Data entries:
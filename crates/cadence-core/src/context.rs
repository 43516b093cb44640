//! The unit of demand passed down the graph.

use core::fmt;

use crate::animation::AnimationSampler;
use crate::time::{Time, TimeRange};

/// What a node is asked to produce: a time range at a sample rate.
///
/// Nodes derive sub-contexts for their inputs with
/// [`with_time_range`](Self::with_time_range) and
/// [`with_sample_rate`](Self::with_sample_rate); the top-level request stays
/// available as [`original_time_range`](Self::original_time_range).
#[derive(Clone, Copy)]
pub struct ProcessContext<'a> {
    time_range: TimeRange,
    sample_rate: u32,
    original_time_range: TimeRange,
    sampler: &'a dyn AnimationSampler,
}

impl<'a> ProcessContext<'a> {
    /// Creates a top-level context.
    pub fn new(time_range: TimeRange, sample_rate: u32, sampler: &'a dyn AnimationSampler) -> Self {
        Self {
            time_range,
            sample_rate,
            original_time_range: time_range,
            sampler,
        }
    }

    /// The range to produce.
    #[inline]
    pub fn time_range(&self) -> TimeRange {
        self.time_range
    }

    /// Output sample rate in Hz.
    #[inline]
    pub fn sample_rate(&self) -> u32 {
        self.sample_rate
    }

    /// The range of the top-level request this context was derived from.
    #[inline]
    pub fn original_time_range(&self) -> TimeRange {
        self.original_time_range
    }

    /// Sampler for animated properties.
    #[inline]
    pub fn sampler(&self) -> &'a dyn AnimationSampler {
        self.sampler
    }

    /// Number of frames a node must return for this context.
    #[inline]
    pub fn sample_count(&self) -> usize {
        self.time_range.sample_count(self.sample_rate)
    }

    /// First output frame index on this context's time axis.
    #[inline]
    pub fn start_frame(&self) -> i64 {
        self.time_range.start_frame(self.sample_rate)
    }

    /// Same request with a different range.
    pub fn with_time_range(&self, time_range: TimeRange) -> Self {
        Self { time_range, ..*self }
    }

    /// Same request at a different sample rate.
    pub fn with_sample_rate(&self, sample_rate: u32) -> Self {
        Self {
            sample_rate,
            ..*self
        }
    }

    /// Source range consumed when this range is played at a constant
    /// `speed`: both start and duration scale by `speed`.
    pub fn scaled_time_range(&self, speed: f64) -> TimeRange {
        TimeRange::new(
            self.time_range.start().mul_f64(speed),
            self.time_range.duration().mul_f64(speed).max(Time::ZERO),
        )
    }
}

impl fmt::Debug for ProcessContext<'_> {
    fn fmt(&self, f: &mut fmt::Formatter<'_>) -> fmt::Result {
        f.debug_struct("ProcessContext")
            .field("time_range", &self.time_range)
            .field("sample_rate", &self.sample_rate)
            .field("original_time_range", &self.original_time_range)
            .finish_non_exhaustive()
    }
}
//! CLI command implementations.

pub mod common;
pub mod info;
pub mod render;
pub mod stretch;
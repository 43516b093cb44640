//! Errors raised while evaluating the graph.

use thiserror::Error;

use crate::source::BoxError;
use crate::time::TimeRange;

/// Errors that abort a render.
///
/// Contract violations (arity, formats, disjoint clips) mean the graph was
/// built or driven incorrectly. `Source` and `Effect` wrap failures of the
/// external collaborators. Numeric edge cases never surface here; nodes
/// clamp them.
#[derive(Debug, Error)]
pub enum GraphError {
    /// A node has the wrong number of inputs.
    #[error("{node} expects {expected} input(s), found {found}")]
    InputArity {
        /// Node kind.
        node: &'static str,
        /// Human-readable requirement, e.g. "1" or "at least 1".
        expected: &'static str,
        /// Inputs actually attached.
        found: usize,
    },

    /// An input produced a buffer in an unexpected format.
    #[error("{node}: input format mismatch: {detail}")]
    FormatMismatch {
        /// Node kind.
        node: &'static str,
        /// What disagreed.
        detail: String,
    },

    /// A clip was asked for a range outside its visible extent.
    #[error("requested range {requested} does not intersect clip {clip}")]
    DisjointRange {
        /// Range the caller asked for.
        requested: TimeRange,
        /// Visible range of the clip.
        clip: TimeRange,
    },

    /// The sound source failed to deliver PCM.
    #[error("source '{source_name}' failed: {source}")]
    Source {
        /// Source identification.
        source_name: String,
        /// Underlying error.
        #[source]
        source: BoxError,
    },

    /// A hosted effect failed.
    #[error("effect '{effect}' failed in {node}: {source}")]
    Effect {
        /// Hosting node kind.
        node: &'static str,
        /// Effect name.
        effect: String,
        /// Error raised by the effect.
        #[source]
        source: BoxError,
    },

    /// A parameter is outside what the node can honor.
    #[error("invalid parameter '{param}' for {node}: {reason}")]
    InvalidParameter {
        /// Node kind.
        node: &'static str,
        /// Parameter name.
        param: &'static str,
        /// Why it was rejected.
        reason: String,
    },
}

impl GraphError {
    /// Checks that exactly one input is attached.
    pub fn expect_single(node: &'static str, found: usize) -> Result<(), GraphError> {
        if found == 1 {
            Ok(())
        } else {
            Err(GraphError::InputArity {
                node,
                expected: "1",
                found,
            })
        }
    }

    /// Create a format mismatch error.
    pub fn format_mismatch(node: &'static str, detail: impl Into<String>) -> Self {
        GraphError::FormatMismatch {
            node,
            detail: detail.into(),
        }
    }
}

#[cfg(test)]
mod tests {
    use super::*;
    use crate::time::Time;

    #[test]
    fn test_messages_name_the_node() {
        let err = GraphError::expect_single("ClipNode", 0).unwrap_err();
        assert_eq!(err.to_string(), "ClipNode expects 1 input(s), found 0");

        let err = GraphError::DisjointRange {
            requested: TimeRange::new(Time::ZERO, Time::from_secs(1)),
            clip: TimeRange::new(Time::from_secs(5), Time::from_secs(1)),
        };
        assert!(err.to_string().contains("does not intersect"));
    }

    #[test]
    fn test_effect_errors_chain_their_source() {
        let err = GraphError::Effect {
            node: "GraphEffectNode",
            effect: "delay".into(),
            source: "boom".into(),
        };
        let source = std::error::Error::source(&err).map(ToString::to_string);
        assert_eq!(source.as_deref(), Some("boom"));
    }
}
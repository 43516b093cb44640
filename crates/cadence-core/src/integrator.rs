//! Output-time to source-time mapping for variable playback speed.
//!
//! Playing at speed `s(t)` consumes source material at `s(t)` seconds per
//! output second, so the source position reached at output time `t` is
//!
//! ```text
//! S(t) = ∫₀ᵗ clamp(s(τ)) dτ
//! ```
//!
//! [`SpeedIntegrator`] caches the running integral at every keyframe
//! boundary, built in a single forward pass, so a lookup only integrates the
//! partial segment containing `t`. The cache is rebuilt when the property
//! points at a different animation instance.

use std::sync::Arc;

use crate::animation::{Easing, KeyFrame, KeyFrameAnimation, Property, interpolate};
use crate::time::Time;

/// Slowest playback speed (1 %).
pub const MIN_SPEED: f64 = 0.01;
/// Fastest playback speed (10 000 %).
pub const MAX_SPEED: f64 = 100.0;

/// Simpson subintervals per keyframe segment (even).
const SIMPSON_STEPS: usize = 32;

/// Clamps a linear speed factor to `[MIN_SPEED, MAX_SPEED]`. NaN maps to 1.
#[inline]
pub fn clamp_speed(speed: f64) -> f64 {
    if speed.is_nan() { 1.0 } else { speed.clamp(MIN_SPEED, MAX_SPEED) }
}

/// Speed factor for a property value on the 0–100 percent scale.
#[inline]
pub fn speed_from_percent(percent: f32) -> f64 {
    clamp_speed(f64::from(percent) / 100.0)
}

/// Cached integral of a speed property over output time.
#[derive(Debug, Clone, Default)]
pub struct SpeedIntegrator {
    animation: Option<Arc<KeyFrameAnimation>>,
    /// Integral from the first keyframe to each keyframe, in seconds.
    cumulative: Vec<f64>,
    /// Integral from the first keyframe to time zero.
    origin: f64,
}

impl SpeedIntegrator {
    /// Creates an empty integrator.
    pub fn new() -> Self {
        Self::default()
    }

    /// Source time reached at output `time` for a speed `property` given in
    /// percent.
    ///
    /// Without an animation this is `time * speed`. Negative times integrate
    /// backward from zero. The result saturates at the limits of [`Time`].
    pub fn source_time(&mut self, property: &Property, time: Time) -> Time {
        let Some(animation) = property.animation().filter(|a| !a.is_empty()) else {
            return time.mul_f64(speed_from_percent(property.value()));
        };
        self.ensure_cache(animation);
        let keyframes = animation.keyframes();
        let seconds = integral_to(keyframes, &self.cumulative, time) - self.origin;
        Time::from_secs_f64(seconds)
    }

    /// Drops the cache.
    pub fn clear(&mut self) {
        self.animation = None;
        self.cumulative.clear();
        self.origin = 0.0;
    }

    fn ensure_cache(&mut self, animation: &Arc<KeyFrameAnimation>) {
        if self.animation.as_ref().is_some_and(|a| Arc::ptr_eq(a, animation)) {
            return;
        }
        let keyframes = animation.keyframes();
        self.cumulative.clear();
        let mut total = 0.0;
        self.cumulative.push(total);
        for pair in keyframes.windows(2) {
            total += segment_integral(&pair[0], &pair[1], pair[0].time, pair[1].time);
            self.cumulative.push(total);
        }
        self.origin = integral_to(keyframes, &self.cumulative, Time::ZERO);
        self.animation = Some(Arc::clone(animation));
    }
}

/// Integral from the first keyframe to `time` (negative before it).
fn integral_to(keyframes: &[KeyFrame], cumulative: &[f64], time: Time) -> f64 {
    let (Some(first), Some(last)) = (keyframes.first(), keyframes.last()) else {
        return 0.0;
    };
    if time <= first.time {
        return (time - first.time).as_secs_f64() * speed_from_percent(first.value);
    }
    let last_index = keyframes.len() - 1;
    if time >= last.time {
        return cumulative[last_index] + (time - last.time).as_secs_f64() * speed_from_percent(last.value);
    }
    let next = keyframes.partition_point(|k| k.time <= time);
    let from = &keyframes[next - 1];
    let to = &keyframes[next];
    cumulative[next - 1] + segment_integral(from, to, from.time, time)
}

/// Integral of the clamped speed over `[a, b]` inside the segment `from -> to`.
fn segment_integral(from: &KeyFrame, to: &KeyFrame, a: Time, b: Time) -> f64 {
    let width = (b - a).as_secs_f64();
    if width <= 0.0 {
        return 0.0;
    }
    if to.easing == Easing::Hold || from.value == to.value {
        return width * speed_from_percent(from.value);
    }
    // Composite Simpson; the clamp makes the integrand piecewise smooth.
    let step = width / SIMPSON_STEPS as f64;
    let speed_at = |k: usize| {
        let t = a + Time::from_secs_f64(step * k as f64);
        speed_from_percent(interpolate(from, to, t))
    };
    let mut sum = speed_at(0) + speed_at(SIMPSON_STEPS);
    for k in 1..SIMPSON_STEPS {
        sum += if k % 2 == 1 { 4.0 } else { 2.0 } * speed_at(k);
    }
    sum * step / 3.0
}

#[cfg(test)]
mod tests {
    use super::*;

    fn animated(keyframes: Vec<KeyFrame>) -> Property {
        Property::animated(100.0, Arc::new(KeyFrameAnimation::new(keyframes)))
    }

    fn close(a: Time, b: Time) -> bool {
        (a - b).as_nanos().abs() < 1_000
    }

    #[test]
    fn test_static_speed_multiplies() {
        let mut integrator = SpeedIntegrator::new();
        let prop = Property::constant(200.0);
        assert_eq!(integrator.source_time(&prop, Time::from_secs(3)), Time::from_secs(6));
    }

    #[test]
    fn test_speed_is_clamped() {
        let mut integrator = SpeedIntegrator::new();
        let fast = Property::constant(1.0e9);
        assert_eq!(integrator.source_time(&fast, Time::from_secs(1)), Time::from_secs(100));
        let stopped = Property::constant(0.0);
        assert_eq!(integrator.source_time(&stopped, Time::from_secs(1)), Time::from_millis(10));
    }

    #[test]
    fn test_linear_ramp_integrates_exactly() {
        let mut integrator = SpeedIntegrator::new();
        let prop = animated(vec![
            KeyFrame::new(Time::ZERO, 100.0),
            KeyFrame::new(Time::from_secs(1), 300.0),
        ]);
        // ∫₀¹ (1 + 2t) dt = 2, then 3 s/s afterwards.
        assert!(close(integrator.source_time(&prop, Time::from_secs(1)), Time::from_secs(2)));
        assert!(close(integrator.source_time(&prop, Time::from_secs(2)), Time::from_secs(5)));
        assert!(close(integrator.source_time(&prop, Time::from_millis(500)), Time::from_millis(750)));
    }

    #[test]
    fn test_negative_time_integrates_backward() {
        let mut integrator = SpeedIntegrator::new();
        let prop = animated(vec![
            KeyFrame::new(Time::from_secs(1), 50.0),
            KeyFrame::new(Time::from_secs(2), 50.0),
        ]);
        assert!(close(integrator.source_time(&prop, Time::from_secs(-2)), Time::from_secs(-1)));
        assert!(close(integrator.source_time(&prop, Time::ZERO), Time::ZERO));
    }

    #[test]
    fn test_hold_segments_use_previous_value() {
        let mut integrator = SpeedIntegrator::new();
        let prop = animated(vec![
            KeyFrame::new(Time::ZERO, 100.0),
            KeyFrame::new(Time::from_secs(1), 400.0).with_easing(Easing::Hold),
        ]);
        assert!(close(integrator.source_time(&prop, Time::from_secs(1)), Time::from_secs(1)));
        assert!(close(integrator.source_time(&prop, Time::from_secs(2)), Time::from_secs(5)));
    }

    #[test]
    fn test_mapping_is_monotonic() {
        let mut integrator = SpeedIntegrator::new();
        let prop = animated(vec![
            KeyFrame::new(Time::ZERO, 20.0),
            KeyFrame::new(Time::from_millis(300), 800.0).with_easing(Easing::Smooth),
            KeyFrame::new(Time::from_millis(900), 1.0),
            KeyFrame::new(Time::from_secs(2), 150.0),
        ]);
        let mut previous = integrator.source_time(&prop, Time::from_millis(-100));
        for ms in (0..3000).step_by(7) {
            let current = integrator.source_time(&prop, Time::from_millis(ms));
            assert!(current > previous, "not monotonic at {ms} ms");
            previous = current;
        }
    }

    #[test]
    fn test_cache_follows_animation_identity() {
        let mut integrator = SpeedIntegrator::new();
        let slow = animated(vec![KeyFrame::new(Time::ZERO, 50.0)]);
        let fast = animated(vec![KeyFrame::new(Time::ZERO, 200.0)]);
        assert!(close(integrator.source_time(&slow, Time::from_secs(2)), Time::from_secs(1)));
        assert!(close(integrator.source_time(&fast, Time::from_secs(2)), Time::from_secs(4)));
    }

    #[test]
    fn test_extreme_times_saturate() {
        let mut integrator = SpeedIntegrator::new();
        let prop = Property::constant(10_000.0);
        assert_eq!(integrator.source_time(&prop, Time::MAX), Time::MAX);
        assert_eq!(integrator.source_time(&prop, Time::MIN), Time::MIN);
    }
}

■ TASK DETAILS
Please restate the records word for word. Go from the first line to the line with "their inputs with" and include both.

■ TASK RESULT
filename crates/cadence-core/src/context.rs
repository 43516b093cb44640
//! The unit of demand passed down the graph.

use core::fmt;

use crate::animation::AnimationSampler;
use crate::time::{Time, TimeRange};

/// What a node is asked to produce: a time range at a sample rate.
///
/// Nodes derive sub-contexts for their inputs with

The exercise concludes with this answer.